A man carry palm fruits at a palm oil plantation blanketed by haze from wildfires in Pekanbaru, Riau province, Indonesia, Saturday, Sept. 14, 2019.
A man carry palm fruits at a palm oil plantation blanketed by haze from wildfires in Pekanbaru, Riau province, Indonesia, Saturday, Sept. 14, 2019.

Indonesia and Malaysia lost less tree cover in 2019 than the year before but continued to suffer some of the heaviest primary forest losses in the world, new data based on US satellite imagery show.
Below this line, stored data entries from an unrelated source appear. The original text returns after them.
//! Shared handler helpers.

use crate::error::{ApiError, ApiResult};
use serde::Deserialize;
use time::OffsetDateTime;
use time::format_description::well_known::Rfc3339;
use uuid::Uuid;

/// Default page size for list endpoints.
pub const DEFAULT_PER_PAGE: i64 = 50;

/// Upper bound on page size.
pub const MAX_PER_PAGE: i64 = 200;

/// Maximum accepted name length.
pub const MAX_NAME_LEN: usize = 200;

/// Raw paging query parameters.
#[derive(Debug, Default, Deserialize)]
pub struct PageParams {
    pub page: Option<i64>,
    pub per_page: Option<i64>,
}

/// Validated paging window.
#[derive(Debug, Clone, Copy)]
pub struct Paging {
    pub page: i64,
    pub per_page: i64,
}

impl Paging {
    pub fn limit(&self) -> i64 {
        self.per_page
    }

    pub fn offset(&self) -> i64 {
        (self.page - 1) * self.per_page
    }
}

/// Validate paging parameters. `page` is 1-based; `per_page` is capped.
pub fn resolve_paging(params: &PageParams) -> ApiResult<Paging> {
    let page = params.page.unwrap_or(1);
    let per_page = params.per_page.unwrap_or(DEFAULT_PER_PAGE);

    if page < 1 {
        return Err(ApiError::BadRequest("page must be >= 1".to_string()));
    }
    if !(1..=MAX_PER_PAGE).contains(&per_page) {
        return Err(ApiError::BadRequest(format!(
            "per_page must be between 1 and {MAX_PER_PAGE}"
        )));
    }
    // The offset must stay representable; a page number near i64::MAX
    // would otherwise overflow in offset().
    if (page - 1).checked_mul(per_page).is_none() {
        return Err(ApiError::BadRequest("page is out of range".to_string()));
    }
    Ok(Paging { page, per_page })
}

/// Parse a route/body UUID, naming the field in the error.
pub fn parse_uuid(value: &str, what: &str) -> ApiResult<Uuid> {
    Uuid::parse_str(value).map_err(|e| ApiError::BadRequest(format!("invalid {what}: {e}")))
}

/// Validate and normalize a display name: trimmed, non-empty, bounded.
pub fn require_name(value: &str, what: &str) -> ApiResult<String> {
    let trimmed = value.trim();
    if trimmed.is_empty() {
        return Err(ApiError::BadRequest(format!("{what} must not be empty")));
    }
    if trimmed.chars().count() > MAX_NAME_LEN {
        return Err(ApiError::BadRequest(format!(
            "{what} must be at most {MAX_NAME_LEN} characters"
        )));
    }
    Ok(trimmed.to_string())
}

/// RFC 3339 timestamp for response bodies.
pub fn format_timestamp(ts: OffsetDateTime) -> ApiResult<String> {
    ts.format(&Rfc3339)
        .map_err(|e| ApiError::Internal(format!("failed to format timestamp: {e}")))
}

#[cfg(test)]
mod tests {
    use super::*;

    #[test]
    fn paging_defaults() {
        let paging = resolve_paging(&PageParams::default()).unwrap();
        assert_eq!(paging.page, 1);
        assert_eq!(paging.per_page, DEFAULT_PER_PAGE);
        assert_eq!(paging.offset(), 0);
    }

    #[test]
    fn paging_rejects_out_of_range() {
        assert!(resolve_paging(&PageParams {
            page: Some(0),
            per_page: None
        })
        .is_err());
        assert!(resolve_paging(&PageParams {
            page: None,
            per_page: Some(0)
        })
        .is_err());
        assert!(resolve_paging(&PageParams {
            page: None,
            per_page: Some(MAX_PER_PAGE + 1)
        })
        .is_err());
    }

    #[test]
    fn paging_rejects_unrepresentable_offset() {
        let result = resolve_paging(&PageParams {
            page: Some(i64::MAX),
            per_page: Some(MAX_PER_PAGE),
        });
        assert!(result.is_err());

        // A large but representable window still resolves
        let paging = resolve_paging(&PageParams {
            page: Some(i64::MAX / MAX_PER_PAGE),
            per_page: Some(MAX_PER_PAGE),
        })
        .unwrap();
        assert!(paging.offset() >= 0);
    }

    #[test]
    fn paging_offset_math() {
        let paging = resolve_paging(&PageParams {
            page: Some(3),
            per_page: Some(25),
        })
        .unwrap();
        assert_eq!(paging.limit(), 25);
        assert_eq!(paging.offset(), 50);
    }

    #[test]
    fn require_name_trims() {
        assert_eq!(require_name("  Ardbeg ", "name").unwrap(), "Ardbeg");
        assert!(require_name("   ", "name").is_err());
    }
}
//! Dramshelf server binary.

use anyhow::{Context, Result};
use clap::Parser;
use dramshelf_core::config::AppConfig;
use dramshelf_server::idempotency::{MemoryReplayStore, spawn_sweeper};
use dramshelf_server::{AppState, create_router};
use figment::Figment;
use figment::providers::{Env, Format, Toml};
use std::net::SocketAddr;
use std::sync::Arc;
use tracing_subscriber::{layer::SubscriberExt, util::SubscriberInitExt};

/// Dramshelf - a personal whisky collection server
#[derive(Parser, Debug)]
#[command(name = "dramshelfd")]
#[command(version, about, long_about = None)]
struct Args {
    /// Path to configuration file
    #[arg(
        short,
        long,
        env = "DRAMSHELF_CONFIG",
        default_value = "config/server.toml"
    )]
    config: String,
}

#[tokio::main]
async fn main() -> Result<()> {
    let args = Args::parse();

    tracing_subscriber::registry()
        .with(
            tracing_subscriber::EnvFilter::try_from_default_env()
                .unwrap_or_else(|_| "info,tower_http=debug".into()),
        )
        .with(tracing_subscriber::fmt::layer())
        .init();

    // Startup banner
    tracing::info!("Dramshelf v{}", env!("CARGO_PKG_VERSION"));

    // Load configuration (file is optional, env vars can provide/override everything)
    let config_path = std::path::Path::new(&args.config);
    let mut figment = Figment::new();

    if config_path.exists() {
        tracing::info!(config_path = %args.config, "Loading configuration from file");
        figment = figment.merge(Toml::file(&args.config));
    } else {
        tracing::debug!("No config file found at {}", args.config);
    }

    let config: AppConfig = figment
        .merge(Env::prefixed("DRAMSHELF_").split("__"))
        .extract()
        .context("failed to load configuration")?;

    // Initialize metadata store
    let metadata = dramshelf_metadata::from_config(&config.metadata)
        .await
        .context("failed to initialize metadata store")?;
    tracing::info!("Metadata store initialized");

    // Verify connectivity before accepting requests
    metadata
        .health_check()
        .await
        .context("metadata health check failed")?;

    // Create application state with the in-memory replay store
    let replay_store = Arc::new(MemoryReplayStore::new());
    let state = AppState::with_replay_store(config.clone(), metadata, replay_store.clone());

    // Warm the name index from the distillery table
    state
        .reload_name_index()
        .await
        .context("failed to warm name index")?;

    // Spawn the replay cache expiry sweeper
    spawn_sweeper(replay_store, config.idempotency.sweep_interval());
    tracing::info!(
        interval_secs = config.idempotency.sweep_interval().as_secs(),
        "Replay cache sweeper spawned"
    );

    let app = create_router(state);

    let addr: SocketAddr = config.server.bind.parse().context("invalid bind address")?;
    tracing::info!(%addr, "Starting server");

    let listener = tokio::net::TcpListener::bind(addr)
        .await
        .context("failed to bind listener")?;
    axum::serve(listener, app).await.context("server error")?;

    Ok(())
}
//! Metadata store trait and the SQLite implementation.

use crate::error::{MetadataError, MetadataResult};
use crate::models::{BottleRow, BrandRow, CountryRow, DistilleryNameRow, DistilleryRow, RegionRow};
use crate::repos::{BottleRepo, BrandRepo, DistilleryRepo, GeographyRepo};
use async_trait::async_trait;
use sqlx::sqlite::{SqliteConnectOptions, SqlitePoolOptions};
use sqlx::{Pool, Sqlite};
use std::path::Path;
use std::str::FromStr;
use std::time::Duration;
use uuid::Uuid;

/// Combined metadata store trait.
#[async_trait]
pub trait MetadataStore:
    DistilleryRepo + BottleRepo + BrandRepo + GeographyRepo + Send + Sync
{
    /// Run database migrations.
    async fn migrate(&self) -> MetadataResult<()>;

    /// Check database connectivity and health.
    async fn health_check(&self) -> MetadataResult<()>;
}

/// SQLite-based metadata store.
pub struct SqliteStore {
    pool: Pool<Sqlite>,
}

impl SqliteStore {
    /// Create a new SQLite store and run migrations.
    pub async fn new(
        path: impl AsRef<Path>,
        query_timeout_secs: Option<u64>,
    ) -> MetadataResult<Self> {
        let path = path.as_ref();

        // Ensure parent directory exists
        if let Some(parent) = path.parent() {
            std::fs::create_dir_all(parent)
                .map_err(|e| MetadataError::Config(format!("cannot create db directory: {e}")))?;
        }

        let opts = SqliteConnectOptions::from_str(&format!("sqlite:{}?mode=rwc", path.display()))
            .map_err(sqlx::Error::from)?
            .create_if_missing(true)
            .journal_mode(sqlx::sqlite::SqliteJournalMode::Wal)
            .synchronous(sqlx::sqlite::SqliteSynchronous::Normal)
            .foreign_keys(true)
            // Prevent transient "database is locked" errors under concurrent access.
            .busy_timeout(Duration::from_secs(5));

        let pool = SqlitePoolOptions::new()
            // SQLite permits limited write concurrency; a single connection avoids
            // persistent "database is locked" failures under axum concurrency.
            .max_connections(1)
            .connect_with(opts)
            .await?;

        let store = Self { pool };
        store.migrate().await?;

        if let Some(secs) = query_timeout_secs {
            tracing::warn!(
                query_timeout_secs = secs,
                "SQLite query timeout is advisory only; long queries may exceed it"
            );
        }

        Ok(store)
    }

    /// Get a reference to the connection pool.
    pub fn pool(&self) -> &Pool<Sqlite> {
        &self.pool
    }
}

/// Map a write error onto the store error taxonomy.
/// UNIQUE violations become `AlreadyExists`, FK violations `Constraint`.
fn map_write_error(e: sqlx::Error, what: &str) -> MetadataError {
    if let sqlx::Error::Database(db_err) = &e {
        let msg = db_err.message();
        if msg.contains("UNIQUE constraint") {
            return MetadataError::AlreadyExists(what.to_string());
        }
        if msg.contains("FOREIGN KEY constraint") {
            return MetadataError::Constraint(format!("{what}: still referenced"));
        }
    }
    e.into()
}

#[async_trait]
impl MetadataStore for SqliteStore {
    async fn migrate(&self) -> MetadataResult<()> {
        sqlx::query(
            r#"
            CREATE TABLE IF NOT EXISTS countries (
                country_id BLOB PRIMARY KEY,
                country_name TEXT NOT NULL UNIQUE COLLATE NOCASE,
                created_at TEXT NOT NULL
            )
            "#,
        )
        .execute(&self.pool)
        .await?;

        sqlx::query(
            r#"
            CREATE TABLE IF NOT EXISTS regions (
                region_id BLOB PRIMARY KEY,
                country_id BLOB NOT NULL REFERENCES countries(country_id) ON DELETE CASCADE,
                region_name TEXT NOT NULL COLLATE NOCASE,
                created_at TEXT NOT NULL,
                UNIQUE (country_id, region_name)
            )
            "#,
        )
        .execute(&self.pool)
        .await?;

        sqlx::query(
            r#"
            CREATE TABLE IF NOT EXISTS brands (
                brand_id BLOB PRIMARY KEY,
                brand_name TEXT NOT NULL UNIQUE COLLATE NOCASE,
                created_at TEXT NOT NULL,
                updated_at TEXT NOT NULL
            )
            "#,
        )
        .execute(&self.pool)
        .await?;

        sqlx::query(
            r#"
            CREATE TABLE IF NOT EXISTS distilleries (
                distillery_id BLOB PRIMARY KEY,
                distillery_name TEXT NOT NULL UNIQUE COLLATE NOCASE,
                country_id BLOB NOT NULL REFERENCES countries(country_id),
                region_id BLOB REFERENCES regions(region_id),
                founded_year INTEGER,
                is_active INTEGER NOT NULL DEFAULT 1,
                created_at TEXT NOT NULL,
                updated_at TEXT NOT NULL
            )
            "#,
        )
        .execute(&self.pool)
        .await?;

        sqlx::query(
            r#"
            CREATE TABLE IF NOT EXISTS bottles (
                bottle_id BLOB PRIMARY KEY,
                bottle_name TEXT NOT NULL,
                distillery_id BLOB NOT NULL REFERENCES distilleries(distillery_id) ON DELETE CASCADE,
                brand_id BLOB REFERENCES brands(brand_id),
                age_years INTEGER,
                abv REAL,
                volume_cl INTEGER,
                bottled_year INTEGER,
                notes TEXT,
                rating INTEGER,
                created_at TEXT NOT NULL,
                updated_at TEXT NOT NULL
            )
            "#,
        )
        .execute(&self.pool)
        .await?;

        sqlx::query("CREATE INDEX IF NOT EXISTS idx_bottles_distillery ON bottles(distillery_id)")
            .execute(&self.pool)
            .await?;
        sqlx::query("CREATE INDEX IF NOT EXISTS idx_regions_country ON regions(country_id)")
            .execute(&self.pool)
            .await?;

        Ok(())
    }

    async fn health_check(&self) -> MetadataResult<()> {
        sqlx::query("SELECT 1").execute(&self.pool).await?;
        Ok(())
    }
}
//! Distillery repository trait.

use crate::error::MetadataResult;
use crate::models::{DistilleryNameRow, DistilleryRow};
use async_trait::async_trait;
use uuid::Uuid;

/// Repository for distillery records.
#[async_trait]
pub trait DistilleryRepo: Send + Sync {
    /// Create a new distillery. Fails with `AlreadyExists` on a duplicate
    /// name (case-insensitive).
    async fn create_distillery(&self, distillery: &DistilleryRow) -> MetadataResult<()>;

    /// Get a distillery by ID.
    async fn get_distillery(&self, distillery_id: Uuid) -> MetadataResult<Option<DistilleryRow>>;

    /// Get a distillery by name (case-insensitive).
    async fn get_distillery_by_name(&self, name: &str) -> MetadataResult<Option<DistilleryRow>>;

    /// List distilleries ordered by name, with limit/offset paging.
    async fn list_distilleries(&self, limit: i64, offset: i64)
    -> MetadataResult<Vec<DistilleryRow>>;

    /// Total number of distilleries.
    async fn count_distilleries(&self) -> MetadataResult<i64>;

    /// Update an existing distillery.
    async fn update_distillery(&self, distillery: &DistilleryRow) -> MetadataResult<()>;

    /// Delete a distillery by ID.
    async fn delete_distillery(&self, distillery_id: Uuid) -> MetadataResult<()>;

    /// All (id, name) pairs ordered by name, for bulk-loading the name index.
    async fn list_distillery_names(&self) -> MetadataResult<Vec<DistilleryNameRow>>;
}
Cambodia and Laos also made the global top 10 and saw the sharpest spikes in year-on-year forest loss in Southeast Asia, according to images analyzed by the University of Maryland and released today by Global Forest Watch, a project of the US-based World Resources Institute.

The new data include total forest cover losses but focus on tropical primary forests, which typically hold the most carbon and biodiversity, making their loss especially damaging to the environment.

As in years past, Brazil lost the most primary forest by far in 2019 — 1,361,000 hectares. The Democratic Republic of the Congo and Indonesia followed, losing 475,000 hectares and 324,000 hectares, respectively. They were followed by Bolivia, Peru and Malaysia, which lost 120,000 hectares.

Despite the heavy toll, Indonesia lost slightly less primary forest than the year before for the third year running, suggesting that the country "may have turned a corner in its efforts to reduce deforestation," GFW said. Malaysia also lost less primary forest for the third straight year.

The data do not show whether the losses were man-made or natural. But past experience from tropical primary forests across the globe suggests that some 95 percent is consistently the work of man, said Arief Wijaya, climate and forest senior manager for WRI Indonesia.

FILE - A worker loads palm oil fruits onto a lorry at a palm oil plantation in Sepang, Malaysia.
FILE - A worker loads palm oil fruits onto a lorry at a palm oil plantation in Sepang, Malaysia.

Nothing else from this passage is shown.